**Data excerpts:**
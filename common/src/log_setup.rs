use std::path::Path;
use std::sync::OnceLock;

use tracing::Level;
use tracing_appender::non_blocking::WorkerGuard;
use tracing_subscriber::fmt::writer::MakeWriterExt;
use tracing_subscriber::{layer::SubscriberExt, util::SubscriberInitExt, EnvFilter};

static LOG_GUARD: OnceLock<WorkerGuard> = OnceLock::new();

/// Installs console and daily-rolling file logging.
///
/// `RUST_LOG` overrides `base_level` when set. Files go to `log_dir` as
/// `<file_prefix>.<date>.log`, keeping the five most recent.
pub fn setup_logging(base_level: &str, log_dir: &Path, file_prefix: &str) -> anyhow::Result<()> {
    let env_filter = EnvFilter::try_from_default_env().or_else(|_| EnvFilter::try_new(base_level))?;

    std::fs::create_dir_all(log_dir)?;

    let file_appender = tracing_appender::rolling::Builder::new()
        .rotation(tracing_appender::rolling::Rotation::DAILY)
        .filename_prefix(file_prefix)
        .filename_suffix("log")
        .max_log_files(5)
        .build(log_dir)?;

    let (file_writer, guard) = tracing_appender::non_blocking(file_appender);
    if LOG_GUARD.set(guard).is_err() {
        anyhow::bail!("Logging already initialized");
    }

    let console_writer = std::io::stdout.and(std::io::stderr.with_min_level(Level::WARN));

    let console_layer = tracing_subscriber::fmt::layer()
        .with_target(true)
        .with_line_number(true)
        .with_file(true)
        .with_ansi(true)
        .with_writer(console_writer);

    let file_layer = tracing_subscriber::fmt::layer()
        .with_target(true)
        .with_line_number(true)
        .with_file(true)
        .with_ansi(false)
        .with_writer(file_writer);

    tracing_subscriber::registry()
        .with(env_filter)
        .with(console_layer)
        .with(file_layer)
        .try_init()?;

    Ok(())
}

/// Console-only logging for tests. Safe to call from every test.
pub fn setup_test_logging() {
    let _ = tracing_subscriber::fmt()
        .with_env_filter(EnvFilter::try_from_default_env().unwrap_or_else(|_| "debug".into()))
        .with_test_writer()
        .try_init();
}
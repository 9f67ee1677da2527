use std::fmt;

use async_trait::async_trait;
use bytes::Bytes;
use common::output_stream::OutputStream;

use crate::messages::CANCEL_KEYWORD;

/// Conversation identity of one user on the chat platform.
#[derive(Debug, Clone, PartialEq, Eq, Hash, PartialOrd, Ord)]
pub struct UserId(String);

impl UserId {
    pub fn new(id: impl Into<String>) -> Self {
        UserId(id.into())
    }

    pub fn as_str(&self) -> &str {
        &self.0
    }
}

impl fmt::Display for UserId {
    fn fmt(&self, f: &mut fmt::Formatter<'_>) -> fmt::Result {
        f.write_str(&self.0)
    }
}

impl From<&str> for UserId {
    fn from(value: &str) -> Self {
        UserId::new(value)
    }
}

#[derive(Debug, Clone, PartialEq, Eq)]
pub struct Attachment {
    /// Remote URL, `file://` URL or plain local path.
    pub url: String,
}

#[derive(Debug, Clone, PartialEq, Eq)]
pub struct IncomingMessage {
    pub user: UserId,
    pub text: String,
    pub attachments: Vec<Attachment>,
}

impl IncomingMessage {
    pub fn text(user: impl Into<UserId>, text: impl Into<String>) -> Self {
        Self {
            user: user.into(),
            text: text.into(),
            attachments: Vec::new(),
        }
    }

    pub fn image(user: impl Into<UserId>, url: impl Into<String>) -> Self {
        Self {
            user: user.into(),
            text: String::new(),
            attachments: vec![Attachment { url: url.into() }],
        }
    }

    pub fn is_cancel(&self) -> bool {
        self.text == CANCEL_KEYWORD
    }

    /// The attachment, when the message carries exactly one.
    pub fn single_image(&self) -> Option<&Attachment> {
        match self.attachments.as_slice() {
            [attachment] => Some(attachment),
            _ => None,
        }
    }
}

#[derive(Debug, Clone, PartialEq, Eq)]
pub enum Reply {
    Text(String),
    /// PNG-encoded image.
    Image(Bytes),
}

impl Reply {
    pub fn as_text(&self) -> Option<&str> {
        match self {
            Reply::Text(text) => Some(text),
            Reply::Image(_) => None,
        }
    }
}

impl From<&str> for Reply {
    fn from(value: &str) -> Self {
        Reply::Text(value.to_string())
    }
}

impl From<String> for Reply {
    fn from(value: String) -> Self {
        Reply::Text(value)
    }
}

/// Outgoing side of the chat platform.
#[async_trait]
pub trait Transport: Send + Sync {
    async fn send(&self, user: &UserId, reply: Reply) -> anyhow::Result<()>;
}

/// Keeps every reply in memory, in send order.
#[derive(Debug, Clone, Default)]
pub struct RecordingTransport {
    replies: OutputStream<(UserId, Reply)>,
}

impl RecordingTransport {
    pub fn new() -> Self {
        Self::default()
    }

    /// Drains everything recorded so far.
    pub fn take(&self) -> Vec<(UserId, Reply)> {
        self.replies.take()
    }

    pub fn snapshot(&self) -> Vec<(UserId, Reply)> {
        self.replies.snapshot()
    }

    /// Text replies sent to `user`, without draining.
    pub fn texts_for(&self, user: &UserId) -> Vec<String> {
        self.replies
            .snapshot()
            .into_iter()
            .filter(|(to, _)| to == user)
            .filter_map(|(_, reply)| reply.as_text().map(str::to_string))
            .collect()
    }

    /// Image replies sent to `user`, without draining.
    pub fn images_for(&self, user: &UserId) -> Vec<Bytes> {
        self.replies
            .snapshot()
            .into_iter()
            .filter(|(to, _)| to == user)
            .filter_map(|(_, reply)| match reply {
                Reply::Image(png) => Some(png),
                Reply::Text(_) => None,
            })
            .collect()
    }
}

#[async_trait]
impl Transport for RecordingTransport {
    async fn send(&self, user: &UserId, reply: Reply) -> anyhow::Result<()> {
        self.replies.write((user.clone(), reply));
        Ok(())
    }
}

#[cfg(test)]
mod tests {
    use super::*;

    #[test]
    fn single_image_requires_exactly_one() {
        let user = UserId::new("u");
        let none = IncomingMessage::text(user.clone(), "hi");
        assert!(none.single_image().is_none());

        let one = IncomingMessage::image(user.clone(), "a.png");
        assert_eq!(one.single_image().unwrap().url, "a.png");

        let mut two = one.clone();
        two.attachments.push(Attachment {
            url: "b.png".to_string(),
        });
        assert!(two.single_image().is_none());
    }

    #[test]
    fn cancel_must_match_exactly() {
        assert!(IncomingMessage::text("u", "取消").is_cancel());
        assert!(!IncomingMessage::text("u", "取消 ").is_cancel());
        assert!(!IncomingMessage::text("u", "/取消").is_cancel());
    }

    #[tokio::test]
    async fn recording_transport_filters_by_user() {
        let transport = RecordingTransport::new();
        let alice = UserId::new("alice");
        let bob = UserId::new("bob");

        transport.send(&alice, "hello".into()).await.unwrap();
        transport.send(&bob, "other".into()).await.unwrap();
        transport
            .send(&alice, Reply::Image(Bytes::from_static(b"png")))
            .await
            .unwrap();

        assert_eq!(transport.texts_for(&alice), ["hello"]);
        assert_eq!(transport.images_for(&alice).len(), 1);
        assert_eq!(transport.take().len(), 3);
        assert!(transport.snapshot().is_empty());
    }
}
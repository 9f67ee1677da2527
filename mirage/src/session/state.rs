//! Pure session transitions.
//!
//! [`SessionMachine::step`] maps the current state and one event to the next
//! state plus the effects the coordinator has to carry out. It performs no I/O.

use std::fmt;
use std::path::PathBuf;
use std::time::Duration;

use bytes::Bytes;

use crate::error::SessionError;
use crate::messages;

#[derive(Debug, Clone, PartialEq, Eq)]
pub enum SessionState {
    WaitingFront,
    WaitingBack {
        front: PathBuf,
    },
    /// Both images stored, compositor running. Messages and the deadline are
    /// not observed in this state.
    Composing {
        front: PathBuf,
        back: PathBuf,
    },
    Finished,
    Cancelled,
    TimedOut,
    Failed,
}

impl SessionState {
    pub fn is_terminal(&self) -> bool {
        matches!(
            self,
            SessionState::Finished
                | SessionState::Cancelled
                | SessionState::TimedOut
                | SessionState::Failed
        )
    }
}

impl fmt::Display for SessionState {
    fn fmt(&self, f: &mut fmt::Formatter<'_>) -> fmt::Result {
        let name = match self {
            SessionState::WaitingFront => "waiting_front",
            SessionState::WaitingBack { .. } => "waiting_back",
            SessionState::Composing { .. } => "composing",
            SessionState::Finished => "finished",
            SessionState::Cancelled => "cancelled",
            SessionState::TimedOut => "timed_out",
            SessionState::Failed => "failed",
        };
        f.write_str(name)
    }
}

/// Which of the two inputs an image becomes.
#[derive(Debug, Clone, Copy, PartialEq, Eq, strum_macros::Display)]
#[strum(serialize_all = "lowercase")]
pub enum ImageRole {
    Front,
    Back,
}

#[derive(Debug)]
pub enum SessionEvent {
    /// The user sent the cancel keyword.
    Cancel,
    /// The user sent something other than exactly one image.
    NotAnImage,
    /// The user sent one image, not yet fetched.
    ImageReceived { url: String },
    /// The requested image was fetched, decoded and persisted at this path.
    ImageStored(PathBuf),
    /// The compositor produced this PNG.
    Composed(Bytes),
    Failed(SessionError),
    DeadlineElapsed,
}

#[derive(Debug, Clone, PartialEq, Eq)]
pub enum Effect {
    Reply(String),
    /// Start a fresh deadline of the session timeout.
    ArmDeadline,
    Fetch { url: String, role: ImageRole },
    Compose { front: PathBuf, back: PathBuf },
    SendImage(Bytes),
    /// Delete every artifact the session created.
    Cleanup,
}

#[derive(Debug, Clone, PartialEq, Eq)]
pub struct Transition {
    pub state: SessionState,
    pub effects: Vec<Effect>,
}

impl Transition {
    fn new(state: SessionState, effects: Vec<Effect>) -> Self {
        Self { state, effects }
    }

    fn stay(state: SessionState) -> Self {
        Self::new(state, Vec::new())
    }

    fn terminal(state: SessionState, reply: &str) -> Self {
        debug_assert!(state.is_terminal());
        Self::new(state, vec![Effect::Reply(reply.to_string()), Effect::Cleanup])
    }
}

#[derive(Debug, Clone, Copy)]
pub struct SessionMachine {
    timeout: Duration,
}

impl SessionMachine {
    pub fn new(timeout: Duration) -> Self {
        Self { timeout }
    }

    /// Entry into `WaitingFront`.
    pub fn start(&self) -> Transition {
        Transition::new(
            SessionState::WaitingFront,
            vec![
                Effect::Reply(messages::front_prompt(self.timeout)),
                Effect::ArmDeadline,
            ],
        )
    }

    pub fn step(&self, state: SessionState, event: SessionEvent) -> Transition {
        if state.is_terminal() {
            return Transition::stay(state);
        }

        match (state, event) {
            (_, SessionEvent::Failed(err)) => {
                Transition::terminal(SessionState::Failed, err.user_message())
            }

            (SessionState::Composing { .. }, SessionEvent::Composed(png)) => Transition::new(
                SessionState::Finished,
                vec![
                    Effect::Reply(messages::FINISHED.to_string()),
                    Effect::SendImage(png),
                    Effect::Cleanup,
                ],
            ),
            // Nothing but the compositor result moves a composing session.
            (state @ SessionState::Composing { .. }, _) => Transition::stay(state),

            (_, SessionEvent::Cancel) => {
                Transition::terminal(SessionState::Cancelled, messages::CANCELLED)
            }
            (_, SessionEvent::DeadlineElapsed) => {
                Transition::terminal(SessionState::TimedOut, SessionError::Timeout.user_message())
            }
            (state, SessionEvent::NotAnImage) => Transition::new(
                state,
                vec![Effect::Reply(
                    SessionError::InvalidInput.user_message().to_string(),
                )],
            ),

            (SessionState::WaitingFront, SessionEvent::ImageReceived { url }) => Transition::new(
                SessionState::WaitingFront,
                vec![Effect::Fetch {
                    url,
                    role: ImageRole::Front,
                }],
            ),
            (SessionState::WaitingFront, SessionEvent::ImageStored(front)) => Transition::new(
                SessionState::WaitingBack { front },
                vec![
                    Effect::Reply(messages::FRONT_RECEIVED.to_string()),
                    Effect::ArmDeadline,
                ],
            ),

            (state @ SessionState::WaitingBack { .. }, SessionEvent::ImageReceived { url }) => {
                Transition::new(
                    state,
                    vec![Effect::Fetch {
                        url,
                        role: ImageRole::Back,
                    }],
                )
            }
            (SessionState::WaitingBack { front }, SessionEvent::ImageStored(back)) => {
                Transition::new(
                    SessionState::Composing {
                        front: front.clone(),
                        back: back.clone(),
                    },
                    vec![
                        Effect::Reply(messages::BACK_RECEIVED.to_string()),
                        Effect::Compose { front, back },
                    ],
                )
            }

            (_, SessionEvent::Composed(_)) => Transition::terminal(
                SessionState::Failed,
                SessionError::Unexpected("composite without a pending composition".into())
                    .user_message(),
            ),

            (state, event) => {
                tracing::error!(%state, ?event, "event does not apply to state");
                Transition::terminal(SessionState::Failed, messages::UNEXPECTED)
            }
        }
    }
}
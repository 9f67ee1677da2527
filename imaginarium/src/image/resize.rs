use image_lib::imageops::FilterType;
use image_lib::{ImageBuffer, Luma, LumaA, Pixel, Rgb, Rgba};

use crate::prelude::*;

/// Filter used when resampling.
#[derive(Debug, Clone, Copy, Default, PartialEq, Eq)]
pub enum FilterMode {
    /// Nearest neighbor sampling - fast but can produce aliasing.
    Nearest,
    /// Bilinear interpolation - smoother results.
    #[default]
    Bilinear,
    /// Catmull-Rom cubic interpolation - sharper than bilinear.
    CatmullRom,
}

impl FilterMode {
    fn filter_type(self) -> FilterType {
        match self {
            FilterMode::Nearest => FilterType::Nearest,
            FilterMode::Bilinear => FilterType::Triangle,
            FilterMode::CatmullRom => FilterType::CatmullRom,
        }
    }
}

pub(super) fn resize(image: &Image, target: ImageDesc, filter: FilterMode) -> Result<Image> {
    debug_assert_eq!(image.desc().color_format, target.color_format);

    let bytes = match image.desc().color_format {
        ColorFormat::L => resize_typed::<Luma<u8>>(image, target, filter)?,
        ColorFormat::LA => resize_typed::<LumaA<u8>>(image, target, filter)?,
        ColorFormat::Rgb => resize_typed::<Rgb<u8>>(image, target, filter)?,
        ColorFormat::Rgba => resize_typed::<Rgba<u8>>(image, target, filter)?,
    };

    Image::new_with_data(target, bytes)
}

fn resize_typed<P>(image: &Image, target: ImageDesc, filter: FilterMode) -> Result<Vec<u8>>
where
    P: Pixel<Subpixel = u8> + 'static,
{
    let desc = image.desc();
    let source: ImageBuffer<P, &[u8]> =
        ImageBuffer::from_raw(desc.width, desc.height, image.bytes()).ok_or_else(|| {
            Error::InvalidDimensions(format!("buffer too small for {}", desc))
        })?;

    let resized = image_lib::imageops::resize(
        &source,
        target.width,
        target.height,
        filter.filter_type(),
    );

    Ok(resized.into_raw())
}
pub(crate) mod color_format;
pub(crate) mod conversion;
pub(crate) mod error;
#[cfg(test)]
pub(crate) mod test_utils;

// Public API
pub use color_format::ColorFormat;
pub use conversion::luma;
pub use error::{Error, Result};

**YOUR TASK:**
Respond with one number only: how many lines of the data contain "tests".

**TASK SOLUTION:**
2